[Excerpted data]

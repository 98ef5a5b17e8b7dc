// EN: src/core/move_args.rs

use std::collections::BTreeMap;
use std::fmt;
use std::str::FromStr;
use thiserror::Error;

const U256_MAX: &str =
    "115792089237316195423570985008687907853269984665640564039457584007913129639935";

/// Why an argument could not be encoded or decoded.
#[derive(Error, Debug, Clone, PartialEq, Eq)]
pub enum MoveArgError {
    #[error("Argument '{0}' is not of the form 'type:value'.")]
    MissingSeparator(String),
    #[error("Unsupported argument type '{0}'.")]
    UnknownType(String),
    #[error("Invalid {kind} value '{value}'.")]
    InvalidValue { kind: &'static str, value: String },
}

/// A Move-level value argument as passed on the command line (`type:value`).
#[derive(Debug, Clone, PartialEq, Eq)]
pub enum MoveArg {
    /// An account address, `0x` followed by hex digits.
    Address(String),
    /// `true` or `false`.
    Bool(bool),
    /// Unsigned 8-bit integer.
    U8(u8),
    /// Unsigned 16-bit integer.
    U16(u16),
    /// Unsigned 32-bit integer.
    U32(u32),
    /// Unsigned 64-bit integer.
    U64(u64),
    /// Unsigned 128-bit integer.
    U128(u128),
    /// Decimal digits, checked to fit in 256 bits.
    U256(String),
    /// UTF-8 text, passed through as is.
    String(String),
    /// Hex-encoded bytes, `0x` prefix optional.
    Hex(String),
}

impl MoveArg {
    /// The type name used before the `:`.
    pub fn type_tag(&self) -> &'static str {
        match self {
            MoveArg::Address(_) => "address",
            MoveArg::Bool(_) => "bool",
            MoveArg::U8(_) => "u8",
            MoveArg::U16(_) => "u16",
            MoveArg::U32(_) => "u32",
            MoveArg::U64(_) => "u64",
            MoveArg::U128(_) => "u128",
            MoveArg::U256(_) => "u256",
            MoveArg::String(_) => "string",
            MoveArg::Hex(_) => "hex",
        }
    }

    /// The value as the toolchain expects it after the `:`.
    pub fn value_literal(&self) -> String {
        match self {
            MoveArg::Address(v) | MoveArg::U256(v) | MoveArg::String(v) | MoveArg::Hex(v) => {
                v.clone()
            }
            MoveArg::Bool(v) => v.to_string(),
            MoveArg::U8(v) => v.to_string(),
            MoveArg::U16(v) => v.to_string(),
            MoveArg::U32(v) => v.to_string(),
            MoveArg::U64(v) => v.to_string(),
            MoveArg::U128(v) => v.to_string(),
        }
    }

    /// The `type:value` form the toolchain expects after `--args`.
    pub fn encode(&self) -> String {
        format!("{}:{}", self.type_tag(), self.value_literal())
    }

    /// Validated constructor for an address.
    pub fn address(value: impl Into<String>) -> Result<Self, MoveArgError> {
        let value = value.into();
        if is_hex(&value) {
            Ok(MoveArg::Address(value))
        } else {
            Err(MoveArgError::InvalidValue {
                kind: "address",
                value,
            })
        }
    }

    /// Validated constructor for a decimal u256.
    pub fn u256(value: impl Into<String>) -> Result<Self, MoveArgError> {
        let value = value.into();
        if fits_u256(&value) {
            Ok(MoveArg::U256(value))
        } else {
            Err(MoveArgError::InvalidValue {
                kind: "u256",
                value,
            })
        }
    }

    /// Validated constructor for a byte vector given in hex.
    pub fn hex(value: impl Into<String>) -> Result<Self, MoveArgError> {
        let value = value.into();
        let digits = value.strip_prefix("0x").unwrap_or(&value);
        if hex::decode(digits).is_ok() {
            Ok(MoveArg::Hex(value))
        } else {
            Err(MoveArgError::InvalidValue { kind: "hex", value })
        }
    }
}

impl fmt::Display for MoveArg {
    fn fmt(&self, f: &mut fmt::Formatter<'_>) -> fmt::Result {
        f.write_str(&self.encode())
    }
}

impl FromStr for MoveArg {
    type Err = MoveArgError;

    /// Parses `type:value`. Only the first `:` separates, so string values may contain colons.
    fn from_str(s: &str) -> Result<Self, Self::Err> {
        let (kind, value) = s
            .split_once(':')
            .ok_or_else(|| MoveArgError::MissingSeparator(s.to_string()))?;

        fn number<T: FromStr>(kind: &'static str, value: &str) -> Result<T, MoveArgError> {
            value.parse().map_err(|_| MoveArgError::InvalidValue {
                kind,
                value: value.to_string(),
            })
        }

        match kind {
            "address" => MoveArg::address(value),
            "bool" => number("bool", value).map(MoveArg::Bool),
            "u8" => number("u8", value).map(MoveArg::U8),
            "u16" => number("u16", value).map(MoveArg::U16),
            "u32" => number("u32", value).map(MoveArg::U32),
            "u64" => number("u64", value).map(MoveArg::U64),
            "u128" => number("u128", value).map(MoveArg::U128),
            "u256" => MoveArg::u256(value),
            "string" => Ok(MoveArg::String(value.to_string())),
            "hex" => MoveArg::hex(value),
            other => Err(MoveArgError::UnknownType(other.to_string())),
        }
    }
}

/// Encodes a list of arguments for `--args`.
pub fn encode_args(args: &[MoveArg]) -> Vec<String> {
    args.iter().map(MoveArg::encode).collect()
}

/// Serializes named addresses as `name=address` pairs joined by commas.
pub fn serialize_named_addresses(named: &BTreeMap<String, String>) -> String {
    named
        .iter()
        .map(|(name, address)| format!("{}={}", name, address))
        .collect::<Vec<_>>()
        .join(",")
}

fn is_hex(value: &str) -> bool {
    let digits = value.strip_prefix("0x").unwrap_or(value);
    !digits.is_empty() && digits.chars().all(|c| c.is_ascii_hexdigit())
}

fn fits_u256(value: &str) -> bool {
    if value.is_empty() || !value.chars().all(|c| c.is_ascii_digit()) {
        return false;
    }
    let significant = value.trim_start_matches('0');
    match significant.len().cmp(&U256_MAX.len()) {
        std::cmp::Ordering::Less => true,
        std::cmp::Ordering::Equal => significant <= U256_MAX,
        std::cmp::Ordering::Greater => false,
    }
}

#[cfg(test)]
mod tests {
    use super::*;

    #[test]
    fn test_encode_then_decode_every_primitive() {
        let samples = vec![
            MoveArg::address("0x1").unwrap(),
            MoveArg::Bool(true),
            MoveArg::U8(255),
            MoveArg::U16(65_535),
            MoveArg::U32(4_000_000_000),
            MoveArg::U64(1000),
            MoveArg::U128(u128::MAX),
            MoveArg::u256(U256_MAX).unwrap(),
            MoveArg::String("hello: world".to_string()),
            MoveArg::hex("0xcafe").unwrap(),
        ];

        for arg in samples {
            let encoded = arg.encode();
            let decoded: MoveArg = encoded.parse().unwrap();
            assert_eq!(decoded, arg, "round trip failed for '{}'", encoded);
            assert_eq!(decoded.type_tag(), arg.type_tag());
        }
    }

    #[test]
    fn test_encode_shapes() {
        assert_eq!(MoveArg::U64(1000).encode(), "u64:1000");
        assert_eq!(MoveArg::address("0x1").unwrap().encode(), "address:0x1");
        assert_eq!(MoveArg::Bool(false).to_string(), "bool:false");
    }

    #[test]
    fn test_decode_rejects_bad_input() {
        assert_eq!(
            "1000".parse::<MoveArg>(),
            Err(MoveArgError::MissingSeparator("1000".to_string()))
        );
        assert_eq!(
            "f64:1.5".parse::<MoveArg>(),
            Err(MoveArgError::UnknownType("f64".to_string()))
        );
        assert!("u8:256".parse::<MoveArg>().is_err());
        assert!("address:0xzz".parse::<MoveArg>().is_err());
        assert!("hex:0xabc".parse::<MoveArg>().is_err());
        assert!(
            format!("u256:{}0", U256_MAX)
                .parse::<MoveArg>()
                .is_err()
        );
        assert!(
            "u256:115792089237316195423570985008687907853269984665640564039457584007913129639936"
                .parse::<MoveArg>()
                .is_err()
        );
    }

    #[test]
    fn test_named_addresses_serialization() {
        let mut named = BTreeMap::new();
        named.insert("vault".to_string(), "0xcafe".to_string());
        named.insert("admin".to_string(), "0x1".to_string());

        assert_eq!(serialize_named_addresses(&named), "admin=0x1,vault=0xcafe");
        assert_eq!(serialize_named_addresses(&BTreeMap::new()), "");
    }
}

[/Excerpted data]

Exercise prompt
A count is needed of the lines above that hold the word "vault"; give that count and no other text.

Result of this exercise
2